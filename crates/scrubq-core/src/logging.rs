//! Logging init: append to a file under the XDG state dir, or fall back to stderr.

use anyhow::{Context, Result};
use std::fs;
use std::io;
use std::path::{Path, PathBuf};
use tracing_subscriber::fmt::writer::BoxMakeWriter;
use tracing_subscriber::fmt::MakeWriter;
use tracing_subscriber::EnvFilter;

/// Used when `RUST_LOG` is unset or unparsable.
pub const DEFAULT_FILTER: &str = "info,scrubq=debug,scrubq_core=debug";

/// One event's writer: a handle on the shared log file, or stderr if the
/// handle could not be duplicated.
enum LogSink {
    File(fs::File),
    Stderr,
}

impl io::Write for LogSink {
    fn write(&mut self, buf: &[u8]) -> io::Result<usize> {
        match self {
            LogSink::File(f) => f.write(buf),
            LogSink::Stderr => io::stderr().lock().write(buf),
        }
    }

    fn flush(&mut self) -> io::Result<()> {
        match self {
            LogSink::File(f) => f.flush(),
            LogSink::Stderr => io::stderr().lock().flush(),
        }
    }
}

struct SharedLogFile(fs::File);

impl<'a> MakeWriter<'a> for SharedLogFile {
    type Writer = LogSink;

    fn make_writer(&'a self) -> Self::Writer {
        match self.0.try_clone() {
            Ok(f) => LogSink::File(f),
            Err(_) => LogSink::Stderr,
        }
    }
}

fn env_filter() -> EnvFilter {
    EnvFilter::try_from_default_env().unwrap_or_else(|_| EnvFilter::new(DEFAULT_FILTER))
}

/// `$XDG_STATE_HOME/scrubq/scrubq.log`; the directory is created if missing.
pub fn log_file_path() -> Result<PathBuf> {
    let xdg_dirs = xdg::BaseDirectories::with_prefix("scrubq")?;
    xdg_dirs
        .place_state_file("scrubq.log")
        .context("create scrubq state directory")
}

/// Initialize structured logging to [`log_file_path`].
/// On failure (e.g. state dir unwritable) returns Err so the caller can fall back to stderr.
pub fn init_logging() -> Result<()> {
    init_logging_at(&log_file_path()?)
}

/// Initialize structured logging, appending to `path`.
pub fn init_logging_at(path: &Path) -> Result<()> {
    let file = fs::OpenOptions::new()
        .create(true)
        .append(true)
        .open(path)
        .with_context(|| format!("open log file: {}", path.display()))?;

    tracing_subscriber::fmt()
        .with_env_filter(env_filter())
        .with_writer(BoxMakeWriter::new(SharedLogFile(file)))
        .with_ansi(false)
        .try_init()
        .map_err(|e| anyhow::anyhow!("install tracing subscriber: {e}"))?;

    tracing::info!("scrubq logging initialized at {}", path.display());
    Ok(())
}

/// Initialize logging to stderr only. Use when [`init_logging`] fails so the CLI doesn't crash.
pub fn init_logging_stderr() {
    let _ = tracing_subscriber::fmt()
        .with_env_filter(env_filter())
        .with_writer(io::stderr)
        .with_ansi(false)
        .try_init();
}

------------------------------------------------------------------------

EXERCISE DESCRIPTION: Output exactly the lines of the material above from the one containing "struct SharedLogFile(fs::File);" up to and including the one containing "fn env_filter() ->".

TASK RESULT:
struct SharedLogFile(fs::File);

impl<'a> MakeWriter<'a> for SharedLogFile {
    type Writer = LogSink;

    fn make_writer(&'a self) -> Self::Writer {
        match self.0.try_clone() {
            Ok(f) => LogSink::File(f),
            Err(_) => LogSink::Stderr,
        }
    }
}

fn env_filter() -> EnvFilter {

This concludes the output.